What is Community Informatics (and Why Does it Matter)?
Work data:ISBN: 978-88-7699-098-4
Type of work: Book
This brief volume is meant as an Introduction to my thinking about Community Informatics (CI) rather than specifically as an Introduction to CI. I make that distinction because at this stage in its early development CI represents a number of different things to different people.
To some, it represents a way of talking or thinking about a particular set of Information and Communications Technology (ICT) tools that are available for use in and by local communities. For others, CI is a form or methodology of Community Development that happens to use ICTs rather than blackboards as a primary means for facilitating community communications. For others, CI is a way of formulating and integrating the use of ICTs as an instrument for economic and social development into more mainstream Information Systems thinking and research. For still others, CI is the beginnings of a “movement” by means of which ICTs are appropriated by the marginalized to realize a new role for themselves in the Information Society. For myself, CI is a bit of all of these, but at its most basic CI is about a new but necessary way of approaching Information Systems and in fact represents an evolutionary advance on traditional systems by integrating them with the dynamism and adaptability of life as lived in organic communities.
The Question and Answer format suggested by the publisher is an interesting one in that it suggests a degree of informality and iterative thinking which is rather in keeping with CI at least in its current formulation. Also, a format such as this indicates that what is being presented is itself partial and subject to evolution and change along with the contents of what is being discussed.

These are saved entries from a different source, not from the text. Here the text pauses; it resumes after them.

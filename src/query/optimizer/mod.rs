//! 查询优化器模块
//!
//! ## 模块结构
//!
//! - `analysis` - 计划指纹与引用计数分析
//! - `decision` - 以指纹为键的计划缓存

pub mod analysis;
pub mod decision;

pub use analysis::{
    FingerprintCalculator, PlanFingerprint, ReferenceCountAnalysis, ReferenceCountAnalyzer,
};
pub use decision::{PlanCache, PlanCacheConfig, PlanCacheKey, PlanCacheStats};
//! 指纹编码原语
//!
//! 纯函数，向可增长的字节缓冲区追加定长大端整数与带长度前缀的变长块。
//! 调用方保证写入 u32 的值不超过 32 位，这里不做范围检查。

/// 指纹能力
///
/// 计划节点中的表达式字段都需要提供自己的指纹。实现必须满足：
/// - 确定性：未修改的对象多次计算得到相同字节
/// - 可交换运算符在编码前按指纹字节排序其操作数
pub trait Fingerprint {
    /// 计算规范化指纹字节
    fn fingerprint(&self) -> Vec<u8>;
}

impl<T: Fingerprint + ?Sized> Fingerprint for &T {
    fn fingerprint(&self) -> Vec<u8> {
        (**self).fingerprint()
    }
}

impl<T: Fingerprint + ?Sized> Fingerprint for Box<T> {
    fn fingerprint(&self) -> Vec<u8> {
        (**self).fingerprint()
    }
}

/// 追加单字节标记
#[inline]
pub fn append_u8(buf: &mut Vec<u8>, value: u8) {
    buf.push(value);
}

/// 追加 32 位大端整数
///
/// 只写入低 32 位。节点ID、位置标记、列表长度由规划器在上游保证不越界。
#[inline]
pub fn append_u32_be(buf: &mut Vec<u8>, value: u32) {
    buf.extend_from_slice(&value.to_be_bytes());
}

/// 追加 64 位大端整数
#[inline]
pub fn append_u64_be(buf: &mut Vec<u8>, value: u64) {
    buf.extend_from_slice(&value.to_be_bytes());
}

/// 追加带 4 字节长度前缀的变长块
#[inline]
pub fn append_length_prefixed(buf: &mut Vec<u8>, bytes: &[u8]) {
    append_u32_be(buf, bytes.len() as u32);
    buf.extend_from_slice(bytes);
}

/// 追加子指纹列表：数量 + 逐个带长度前缀的指纹
///
/// 列表顺序按调用方给定的顺序写入，可交换列表需要先排序。
pub fn append_fingerprint_list<B: AsRef<[u8]>>(buf: &mut Vec<u8>, items: &[B]) {
    append_u32_be(buf, items.len() as u32);
    for item in items {
        append_length_prefixed(buf, item.as_ref());
    }
}

/// 计算一个带长度前缀的块占用的字节数
#[inline]
pub const fn length_prefixed_size(len: usize) -> usize {
    4 + len
}
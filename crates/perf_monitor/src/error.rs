//! Error types for the performance monitor.
//!
//! Tracking operations never return errors; these only surface from
//! configuration-time APIs (parsing config, registering thresholds,
//! compiling URL filters).

use thiserror::Error;

/// Errors that can occur while configuring the performance monitor.
#[derive(Debug, Error)]
pub enum PerfError {
    /// Failed to parse or serialize configuration
    #[error("Serialization error: {0}")]
    Serialization(#[from] serde_json::Error),

    /// Configuration value out of range
    #[error("Invalid configuration: {0}")]
    InvalidConfig(String),

    /// Threshold definition rejected
    #[error("Invalid threshold: {0}")]
    InvalidThreshold(String),

    /// URL filter pattern failed to compile
    #[error("Invalid URL pattern: {0}")]
    InvalidPattern(#[from] regex_lite::Error),
}

/// Result type for performance monitor operations.
pub type PerfResult<T> = Result<T, PerfError>;
//! Running aggregate over the metric buffer.
//!
//! [`MetricAggregate`] mirrors the buffer contents as per-context counters.
//! The collector adds every recorded metric and removes every evicted one,
//! so alert evaluation reads the latest state of a context in constant or
//! logarithmic time instead of rescanning the buffer.

use crate::metric::{
    ComponentMetrics, MemoryUsage, Metric, MetricData, MetricsSnapshot, NetworkMetrics,
    NetworkRequest,
};
use std::cmp::Ordering;
use std::collections::{BTreeMap, HashMap};

/// Request duration ordered with `f64::total_cmp`.
#[derive(Debug, Clone, Copy)]
struct OrderedMs(f64);

impl PartialEq for OrderedMs {
    fn eq(&self, other: &Self) -> bool {
        self.cmp(other) == Ordering::Equal
    }
}

impl Eq for OrderedMs {}

impl PartialOrd for OrderedMs {
    fn partial_cmp(&self, other: &Self) -> Option<Ordering> {
        Some(self.cmp(other))
    }
}

impl Ord for OrderedMs {
    fn cmp(&self, other: &Self) -> Ordering {
        self.0.total_cmp(&other.0)
    }
}

#[derive(Debug, Clone, Default)]
struct ComponentEntry {
    count: usize,
    total: f64,
    last: f64,
}

#[derive(Debug, Clone)]
struct UrlEntry {
    /// Buffered requests for this URL
    count: usize,
    /// Order of the latest request among all URLs
    seq: u64,
    latest: NetworkRequest,
}

#[derive(Debug, Clone, Default)]
struct CustomEntry {
    count: usize,
    latest: f64,
}

/// Per-context totals and latest readings for the buffered metrics.
#[derive(Debug, Clone, Default)]
pub(crate) struct MetricAggregate {
    components: HashMap<String, ComponentEntry>,
    memory: Option<MemoryUsage>,
    memory_count: usize,
    urls: HashMap<String, UrlEntry>,
    /// Latest duration of every URL, for slowest-request queries
    by_duration: BTreeMap<(OrderedMs, u64), String>,
    network_requests: usize,
    network_errors: usize,
    network_total: f64,
    next_seq: u64,
    custom: HashMap<String, CustomEntry>,
}

fn is_error(status: Option<u16>) -> bool {
    status.is_some_and(|s| s >= 400)
}

impl MetricAggregate {
    /// Fold a newly buffered metric in.
    pub(crate) fn add(&mut self, metric: &Metric) {
        match &metric.metadata {
            MetricData::Render { component_id } => {
                let entry = self.components.entry(component_id.clone()).or_default();
                entry.count += 1;
                entry.total += metric.value;
                entry.last = metric.value;
            }
            MetricData::Memory {
                heap_used,
                heap_total,
            } => {
                self.memory_count += 1;
                self.memory = Some(MemoryUsage {
                    used: *heap_used,
                    total: *heap_total,
                    limit: *heap_total,
                });
            }
            MetricData::Network { url, status } => {
                self.network_requests += 1;
                self.network_total += metric.value;
                if is_error(*status) {
                    self.network_errors += 1;
                }

                let seq = self.next_seq;
                self.next_seq += 1;
                let latest = NetworkRequest {
                    url: url.clone(),
                    duration: metric.value,
                    status: *status,
                    timestamp: metric.timestamp,
                };
                let count = match self.urls.remove(url) {
                    Some(previous) => {
                        self.by_duration
                            .remove(&(OrderedMs(previous.latest.duration), previous.seq));
                        previous.count + 1
                    }
                    None => 1,
                };
                self.by_duration.insert((OrderedMs(metric.value), seq), url.clone());
                self.urls.insert(url.clone(), UrlEntry { count, seq, latest });
            }
            MetricData::Custom { name, .. } => {
                let entry = self.custom.entry(name.clone()).or_default();
                entry.count += 1;
                entry.latest = metric.value;
            }
        }
    }

    /// Take an evicted metric out.
    ///
    /// Eviction is oldest-first, so the latest reading of a context only
    /// changes when its last buffered metric leaves.
    pub(crate) fn remove(&mut self, metric: &Metric) {
        match &metric.metadata {
            MetricData::Render { component_id } => {
                if let Some(entry) = self.components.get_mut(component_id) {
                    entry.count -= 1;
                    entry.total -= metric.value;
                    if entry.count == 0 {
                        self.components.remove(component_id);
                    }
                }
            }
            MetricData::Memory { .. } => {
                self.memory_count = self.memory_count.saturating_sub(1);
                if self.memory_count == 0 {
                    self.memory = None;
                }
            }
            MetricData::Network { url, status } => {
                self.network_requests = self.network_requests.saturating_sub(1);
                self.network_total -= metric.value;
                if is_error(*status) {
                    self.network_errors = self.network_errors.saturating_sub(1);
                }
                if self.network_requests == 0 {
                    self.network_total = 0.0;
                }

                if let Some(entry) = self.urls.get_mut(url) {
                    entry.count -= 1;
                    if entry.count == 0 {
                        let key = (OrderedMs(entry.latest.duration), entry.seq);
                        self.by_duration.remove(&key);
                        self.urls.remove(url);
                    }
                }
            }
            MetricData::Custom { name, .. } => {
                if let Some(entry) = self.custom.get_mut(name) {
                    entry.count -= 1;
                    if entry.count == 0 {
                        self.custom.remove(name);
                    }
                }
            }
        }
    }

    pub(crate) fn clear(&mut self) {
        *self = Self::default();
    }

    /// Duration of the component's most recent render.
    pub(crate) fn last_render(&self, component_id: &str) -> Option<f64> {
        self.components.get(component_id).map(|c| c.last)
    }

    pub(crate) fn memory(&self) -> Option<MemoryUsage> {
        self.memory
    }

    /// The URL whose latest request took longest, with that duration.
    pub(crate) fn slowest_request(&self) -> Option<(&str, f64)> {
        self.by_duration
            .last_key_value()
            .map(|((duration, _), url)| (url.as_str(), duration.0))
    }

    /// Number of URLs whose latest request took longer than `bound`.
    pub(crate) fn slow_request_count(&self, bound: f64) -> usize {
        self.by_duration
            .range((OrderedMs(bound), u64::MAX)..)
            .filter(|((duration, _), _)| duration.0 > bound)
            .count()
    }

    /// Latest value of a custom metric.
    pub(crate) fn custom_value(&self, name: &str) -> Option<f64> {
        self.custom.get(name).map(|c| c.latest)
    }

    /// Materialize the aggregate as a snapshot.
    pub(crate) fn snapshot(&self) -> MetricsSnapshot {
        let components = self
            .components
            .iter()
            .map(|(id, entry)| {
                let stats = ComponentMetrics {
                    render_count: entry.count,
                    last_render_time: entry.last,
                    average_render_time: entry.total / entry.count as f64,
                };
                (id.clone(), stats)
            })
            .collect();

        let mut latest: Vec<&UrlEntry> = self.urls.values().collect();
        latest.sort_by_key(|entry| entry.seq);
        let network = NetworkMetrics {
            requests: latest.into_iter().map(|entry| entry.latest.clone()).collect(),
            total_requests: self.network_requests,
            errors: self.network_errors,
            average_time: if self.network_requests > 0 {
                self.network_total / self.network_requests as f64
            } else {
                0.0
            },
        };

        MetricsSnapshot {
            components,
            network,
            memory: self.memory,
            custom: self
                .custom
                .iter()
                .map(|(name, entry)| (name.clone(), entry.latest))
                .collect(),
        }
    }
}
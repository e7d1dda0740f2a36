//! Performance monitor demo
//!
//! Feeds synthetic render, network, interaction and memory observations into
//! a [`PerformanceMonitor`] and prints the collected metrics and alerts.
//!
//! Usage: `monitor_demo [config.json]`. Set `RUST_LOG=perf_monitor=debug` to
//! see the monitor's own logging.

use anyhow::Context;
use perf_monitor::{
    AlertConfig, AlertSeverity, MonitorConfig, NetworkTrackingOptions, PerformanceMonitor,
};
use std::time::Duration;
use tracing_subscriber::{layer::SubscriberExt, util::SubscriberInitExt};

fn load_config() -> anyhow::Result<MonitorConfig> {
    match std::env::args().nth(1) {
        Some(path) => {
            let json = std::fs::read_to_string(&path)
                .with_context(|| format!("failed to read config file {}", path))?;
            let config = MonitorConfig::from_json(&json)
                .with_context(|| format!("invalid config file {}", path))?;
            tracing::info!("Loaded monitor config from {}", path);
            Ok(config)
        }
        None => Ok(MonitorConfig::new()
            .with_memory_tracking(Duration::from_secs(1))
            .with_alerts(Vec::new())),
    }
}

#[tokio::main]
async fn main() -> anyhow::Result<()> {
    tracing_subscriber::registry()
        .with(tracing_subscriber::fmt::layer())
        .with(tracing_subscriber::EnvFilter::from_default_env())
        .init();

    let config = load_config()?;
    let monitor = PerformanceMonitor::create(config).await;
    tracing::info!("Starting monitor demo");

    monitor.subscribe_to_alerts(|alert| {
        let state = if alert.resolved { "resolved" } else { "triggered" };
        println!("[alert {}] {}", state, alert.message);
    });

    let search_alert = monitor
        .configure_alert(
            "interaction_search",
            AlertConfig::new(150.0, AlertSeverity::Warning)
                .with_description("search interaction is slow"),
        )
        .await?;

    let network = monitor.track_network(
        NetworkTrackingOptions::new()
            .with_url_pattern(r"^/api/")?
            .on_stats(|stats| {
                tracing::debug!(
                    requests = stats.requests,
                    errors = stats.errors,
                    average_ms = stats.average_time,
                    "network stats updated"
                );
            }),
    );

    // Renders: one over the default frame budget, then back under it
    for (component, duration) in [("Toolbar", 4.0), ("Editor", 22.5), ("Editor", 9.0)] {
        let _ = monitor.track_render(component, Some(duration));
    }

    let tracker = monitor.track_render("Sidebar", None);
    tokio::time::sleep(Duration::from_millis(5)).await;
    if let Some(elapsed) = tracker.complete() {
        tracing::info!("Sidebar rendered in {:.1}ms", elapsed);
    }

    monitor.track_network_request("/api/documents", 120.0, Some(200));
    monitor.track_network_request("/api/search", 1350.0, Some(200));
    monitor.track_network_request("/api/search", 310.0, Some(503));
    monitor.track_network_request("/static/app.js", 2000.0, Some(200));

    monitor.track_interaction("search", 180.0, None);
    monitor.track_interaction("search", 90.0, None);

    if let Some(usage) = monitor.track_memory() {
        tracing::info!(used = usage.used, total = usage.total, "memory sampled");
    }
    if monitor.config().memory_tracking {
        tokio::time::sleep(monitor.config().memory_interval() * 2).await;
    }

    let stats = network.stats();
    println!(
        "API requests: {} ({} errors, {:.1}ms average)",
        stats.requests, stats.errors, stats.average_time
    );

    println!("Snapshot:");
    println!("{}", serde_json::to_string_pretty(&monitor.snapshot())?);
    println!("Active alerts:");
    println!("{}", serde_json::to_string_pretty(&monitor.active_alerts())?);

    search_alert.dispose();
    network.unsubscribe();
    monitor.dispose();
    Ok(())
}
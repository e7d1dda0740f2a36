//! Fixed-capacity FIFO store of metric records.

use crate::constants::{MAX_BUFFER_SIZE, MIN_BUFFER_SIZE};
use crate::metric::Metric;
use std::collections::VecDeque;

/// Bounded buffer retaining the most recent metrics.
///
/// The capacity is clamped to `[MIN_BUFFER_SIZE, MAX_BUFFER_SIZE]` once, at
/// construction. When full, pushing evicts the oldest record first.
#[derive(Debug, Clone)]
pub struct MetricBuffer {
    data: VecDeque<Metric>,
    max_size: usize,
}

impl Default for MetricBuffer {
    fn default() -> Self {
        Self::new(crate::constants::DEFAULT_BUFFER_SIZE)
    }
}

impl MetricBuffer {
    /// Create a buffer with the requested capacity, clamped to the allowed range.
    pub fn new(requested_size: usize) -> Self {
        let max_size = requested_size.max(MIN_BUFFER_SIZE).min(MAX_BUFFER_SIZE);
        Self {
            data: VecDeque::with_capacity(max_size),
            max_size,
        }
    }

    /// Append a metric, evicting the oldest one if the buffer is full.
    ///
    /// Returns the evicted metric, if any.
    pub fn push(&mut self, metric: Metric) -> Option<Metric> {
        let evicted = if self.data.len() >= self.max_size {
            self.data.pop_front()
        } else {
            None
        };
        self.data.push_back(metric);
        evicted
    }

    /// Remove all metrics.
    pub fn clear(&mut self) {
        self.data.clear();
    }

    /// Copy of the current contents, oldest first.
    pub fn get_data(&self) -> Vec<Metric> {
        self.data.iter().cloned().collect()
    }

    /// Iterate over the current contents without copying.
    pub(crate) fn iter(&self) -> impl Iterator<Item = &Metric> {
        self.data.iter()
    }

    /// Number of metrics currently held.
    pub fn get_size(&self) -> usize {
        self.data.len()
    }

    /// Clamped capacity.
    pub fn get_max_size(&self) -> usize {
        self.max_size
    }

    /// Check if the buffer holds no metrics.
    pub fn is_empty(&self) -> bool {
        self.data.is_empty()
    }
}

A number of the specific areas presented are in fact adapted from other of the things that I have written in some case in collaboration with other people. I’ve tried to indicate where this has occurred but my apologies if any of these instances have been overlooked and my gratitude to my colleagues in each case where the development of the thinking was formally shared. Of course, all of the thinking concerning CI has been collaborative and iterative and thus all of this document should be seen as informally the result of the range of collaborations which I’ve been privileged to participate in over the years.
I would like to point particularly to my work with Richard Civille and our collaboration on our work for the Ford Foundation, Tom Horan for the paper we did together for the Davis Minneapolis workshop, Wal Taylor for continuing interactions in various parts of the world, and the multitude of colleagues who have contributed to the Community Informatics Research Network and the CRACIN e-lists.
The errors and omissions are of course, my own.
And of course, my thanks always to my wife Fernande Faulkner without continuing collaborations none of this would likely have ever seen the light of day.